[net.ai] Japan's Fifth Generation Project

Laws%SRI-AI@sri-unix.UUCP (08/15/84)

The following summary is from a NYT article, Japan Appears To Falter
Attempting To Create New Computer, by Andrew Pollack.

Kazuhiro Fuchi, research director of the 5th generation project,
says that the project budget has been drastically cut back on goals
of vision, speech understanding, and natural language translation.
The core program -- including reasoning, understanding written language,
and intelligent programming -- has been preserved.

The first phase, development of a database machine and a sequential
reasoning engine, has been completed on schedule.  Funding has been
cut by 50% for the second phase, including development of a parallel
machine and research in perception and man-machine interfaces.  Project
officials claim that: it is only natural the original vague goals would
be narrowed; the original funding proposals were overly generous; and
several private companies are researching the cut problems on their
own, so there is little need for the institute to work on them.
Finding qualified researchers was more of a problem than budget
limitations anyway.  ("I personally felt it was rather difficult to
spend 100 billion yen," Fuchi said.)

On the other hand, there will now be less opportunity for exploring
different approaches.  The third phase may be jeapardized if dead
ends are encountered in the second phase.

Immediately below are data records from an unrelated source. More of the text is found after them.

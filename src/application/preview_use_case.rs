// ============================================================
// Layer 2: PreviewUseCase
// ============================================================
// Feeds a prepared JSONL file through burn's DataLoader exactly
// as a training loop would, and reports what the first batches
// look like. Useful to check padding length and label balance
// before committing to a long run.

use std::sync::Arc;

use anyhow::{anyhow, ensure, Result};
use burn::{
    backend::{ndarray::NdArrayDevice, NdArray},
    data::dataloader::DataLoaderBuilder,
    tensor::{Int, Tensor},
};

use crate::data::{batcher::NewsBatcher, dataset::NewsDataset};
use crate::infra::{artifact_store::ArtifactStore, vocab_store::VocabStore};

type PreviewBackend = NdArray;

#[derive(Debug, Clone)]
pub struct PreviewConfig {
    pub out_dir:     String,
    /// Which prepared file to read (`train`, `valid` or `test`)
    pub name:        String,
    pub batch_size:  usize,
    pub max_seq_len: usize,
    pub batches:     usize,
    pub seed:        u64,
}

impl Default for PreviewConfig {
    fn default() -> Self {
        Self {
            out_dir:     "prepared".to_string(),
            name:        "train".to_string(),
            batch_size:  8,
            max_seq_len: 64,
            batches:     2,
            seed:        42,
        }
    }
}

/// Summary of one batch produced by the DataLoader
#[derive(Debug, Clone, PartialEq)]
pub struct BatchPreview {
    pub token_shape:   [usize; 2],
    pub one_hot_shape: [usize; 2],
    pub labels:        Vec<i64>,
    /// Share of positions that are padding
    pub padding:       f64,
    pub first_text:    String,
}

pub struct PreviewUseCase {
    config: PreviewConfig,
}

impl PreviewUseCase {
    pub fn new(config: PreviewConfig) -> Self {
        Self { config }
    }

    pub fn execute(&self) -> Result<Vec<BatchPreview>> {
        let cfg = &self.config;
        ensure!(cfg.batch_size > 0, "batch_size must be positive");
        ensure!(cfg.max_seq_len > 0, "max_seq_len must be positive");

        let store = ArtifactStore::new(&cfg.out_dir)?;
        let prep  = store.load_config()?;
        tracing::info!(
            "Previewing '{}' (stopwords removed: {}, fields: {:?})",
            cfg.name,
            prep.remove_stopwords,
            prep.field_mode
        );

        let samples = store.read_samples(&cfg.name)?;
        let vocab_store = VocabStore::new(&cfg.out_dir);
        let vocab       = vocab_store.load()?;

        let device  = NdArrayDevice::default();
        let batcher = NewsBatcher::<PreviewBackend>::new(Arc::new(vocab), cfg.max_seq_len, device);
        let loader  = DataLoaderBuilder::new(batcher)
            .batch_size(cfg.batch_size)
            .shuffle(cfg.seed)
            .num_workers(1)
            .build(NewsDataset::new(samples));

        let mut previews = Vec::with_capacity(cfg.batches);

        for (i, batch) in loader.iter().take(cfg.batches).enumerate() {
            ensure!(
                batch.unencoded == 0,
                "batch {}: {} of {} texts could not be tokenised with '{}'",
                i + 1,
                batch.unencoded,
                batch.texts.len(),
                vocab_store.path().display()
            );

            let token_shape   = batch.token_ids.dims();
            let one_hot_shape = batch.one_hot.dims();

            let labels: Vec<i64> = batch
                .labels
                .into_data()
                .convert::<i64>()
                .to_vec()
                .map_err(|e| anyhow!("Cannot read labels: {e:?}"))?;

            previews.push(BatchPreview {
                token_shape,
                one_hot_shape,
                labels,
                padding: padding_share(batch.attention_mask)?,
                first_text: batch.texts.first().cloned().unwrap_or_default(),
            });
        }

        Ok(previews)
    }
}

fn padding_share(mask: Tensor<PreviewBackend, 2, Int>) -> Result<f64> {
    let values: Vec<i64> = mask
        .into_data()
        .convert::<i64>()
        .to_vec()
        .map_err(|e| anyhow!("Cannot read attention mask: {e:?}"))?;

    if values.is_empty() {
        return Ok(0.0);
    }
    let real: i64 = values.iter().sum();
    Ok(1.0 - real as f64 / values.len() as f64)
}
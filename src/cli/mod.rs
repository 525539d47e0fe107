// ============================================================
// Layer 1: CLI / Presentation Layer
// ============================================================
// Parses arguments with clap and hands off to Layer 2.
// This is the only layer that prints to stdout.
//
//   1. `prepare` - CSV → cleaned JSONL + vocabulary + reports
//   2. `preview` - prepared JSONL → DataLoader batches
//   3. `clean`   - one string through the cleaner
//
// Reference: Rust Book §7 (Modules), §12 (CLI programs)

pub mod commands;

use anyhow::Result;
use clap::Parser;
use commands::{CleanArgs, Commands, PrepareArgs, PreviewArgs};

#[derive(Parser, Debug)]
#[command(
    name = "agnews-prep",
    version,
    about = "Clean and label-encode the AG News dataset for training."
)]
pub struct Cli {
    #[command(subcommand)]
    pub command: Commands,
}

impl Cli {
    /// Dispatch to the matching use case.
    pub fn run(self) -> Result<()> {
        match self.command {
            Commands::Prepare(args) => run_prepare(args),
            Commands::Preview(args) => run_preview(args),
            Commands::Clean(args)   => run_clean(args),
        }
    }
}

fn run_prepare(args: PrepareArgs) -> Result<()> {
    use crate::application::prepare_use_case::PrepareUseCase;

    let out_dir = args.out_dir.clone();
    let summary = PrepareUseCase::new(args.into()).execute()?;

    println!("Prepared dataset in '{out_dir}' (vocabulary: {} tokens)", summary.vocab_size);
    for o in &summary.outputs {
        println!(
            "  {:<6} {:>7} samples | unk {:>5.1}%",
            o.name,
            o.samples,
            o.unk_rate * 100.0
        );
    }
    Ok(())
}

fn run_preview(args: PreviewArgs) -> Result<()> {
    use crate::application::preview_use_case::PreviewUseCase;

    let previews = PreviewUseCase::new(args.into()).execute()?;
    if previews.is_empty() {
        println!("No batches: the prepared file is empty.");
        return Ok(());
    }

    for (i, p) in previews.iter().enumerate() {
        println!(
            "Batch {:>2} | tokens {:?} | one_hot {:?} | padding {:.1}% | labels {:?}",
            i + 1,
            p.token_shape,
            p.one_hot_shape,
            p.padding * 100.0,
            p.labels,
        );
        println!("          first: \"{}\"", p.first_text);
    }
    Ok(())
}

fn run_clean(args: CleanArgs) -> Result<()> {
    use crate::application::clean_use_case::CleanUseCase;

    println!("{}", CleanUseCase::new(args.remove_stopwords).execute(&args.text));
    Ok(())
}

#[cfg(test)]
mod tests {
    use super::*;
    use crate::application::prepare_use_case::PrepConfig;
    use crate::domain::{article::FieldMode, topic::Split};

    #[test]
    fn test_prepare_defaults() {
        let cli = Cli::try_parse_from(["agnews-prep", "prepare"]).unwrap();
        let Commands::Prepare(args) = cli.command else {
            panic!("expected prepare");
        };
        let cfg: PrepConfig = args.into();
        assert_eq!(cfg.splits, vec![Split::Train, Split::Test]);
        assert_eq!(cfg.field_mode, FieldMode::Both);
        assert!(!cfg.remove_stopwords);
        assert_eq!(cfg.val_fraction, 0.0);
    }

    #[test]
    fn test_prepare_flags() {
        let cli = Cli::try_parse_from([
            "agnews-prep", "prepare",
            "--split", "test",
            "--remove-stopwords",
            "--fields", "combined",
            "--val-fraction", "0.1",
        ])
        .unwrap();
        let Commands::Prepare(args) = cli.command else {
            panic!("expected prepare");
        };
        let cfg: PrepConfig = args.into();
        assert_eq!(cfg.splits, vec![Split::Test]);
        assert_eq!(cfg.field_mode, FieldMode::Combined);
        assert!(cfg.remove_stopwords);
        assert_eq!(cfg.val_fraction, 0.1);
    }

    #[test]
    fn test_unknown_split_rejected() {
        assert!(Cli::try_parse_from(["agnews-prep", "prepare", "--split", "valid"]).is_err());
    }

    #[test]
    fn test_clean_takes_positional_text() {
        let cli = Cli::try_parse_from(["agnews-prep", "clean", "Hello, World!"]).unwrap();
        assert!(matches!(cli.command, Commands::Clean(ref a) if a.text == "Hello, World!"));
    }
}
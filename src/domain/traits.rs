// ============================================================
// Layer 3: Core Traits
// ============================================================
// The corpus and the batcher are written against these traits
// rather than against the CSV loader or the tokenizers crate,
// so tests can hand them in-memory fakes.
//
//   - CsvNewsLoader implements ArticleSource
//   - Vocabulary    implements TokenEncoder
//
// Reference: Rust Book §10 (Traits: Defining Shared Behaviour)

use anyhow::Result;

use crate::domain::{article::RawArticle, topic::Split};

// ─── ArticleSource ────────────────────────────────────────────────────────────
/// Anything that can produce the raw rows of a dataset split.
pub trait ArticleSource {
    fn load_split(&self, split: Split) -> Result<Vec<RawArticle>>;
}

// ─── TokenEncoder ─────────────────────────────────────────────────────────────
/// Turns cleaned text into token ids for the batcher.
///
/// Must be `Send + Sync` because burn's DataLoader may batch
/// on worker threads.
pub trait TokenEncoder: Send + Sync {
    fn encode(&self, text: &str) -> Result<Vec<u32>>;

    /// Id written into padding positions
    fn pad_id(&self) -> u32;

    fn vocab_size(&self) -> usize;
}
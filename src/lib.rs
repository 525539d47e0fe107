//! Load, clean and label-encode the AG News text classification dataset.
//!
//! ```text
//! cli ─▶ application ─▶ data ─▶ domain
//!                   └─▶ infra
//! ```
//!
//! The core entry point is [`data::corpus::AgNewsCorpus::load_dataset`],
//! which turns `train.csv` / `test.csv` into a burn
//! [`Dataset`](burn::data::dataset::Dataset) of cleaned, one-hot encoded
//! samples.

pub mod application;
pub mod cli;
pub mod data;
pub mod domain;
pub mod infra;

The Japanese government is trying to reduce a large deficit by
eliminating spending increases in all areas except defense and foreign
aid. If no exception is made for advanced technology, the ministry
would have to make cuts elsewhere to increase the budget of the Fifth
Generation project or find new sources of revenue.  The ministry has
continued to give the project favorable budget treatment, even though
the agency's overall budget for high technology has dropped 20 percent
during the last three years.

One way to increase the budget is to ask industry to provide money.
Eight computer companies are providing researchers to the project and
are building machines for it, but they are not eager to provide
speculative, long-term research funds.  Fuchi also is concerned that
corporate funding would limit the project's freedom to pursue its own
goals.

    The institute wants to increase its staff from 50 researchers to
    100 next year. But artificial intelligence reseachers are rare in
    Japan, and the companies are reluctant to part with more.  "The
    Fifth Generation will produce technology for the 1990s," said
    one official of Fujitsu Ltd., Japan's largest computer company.
    "But we need products for our customers before the 1990s."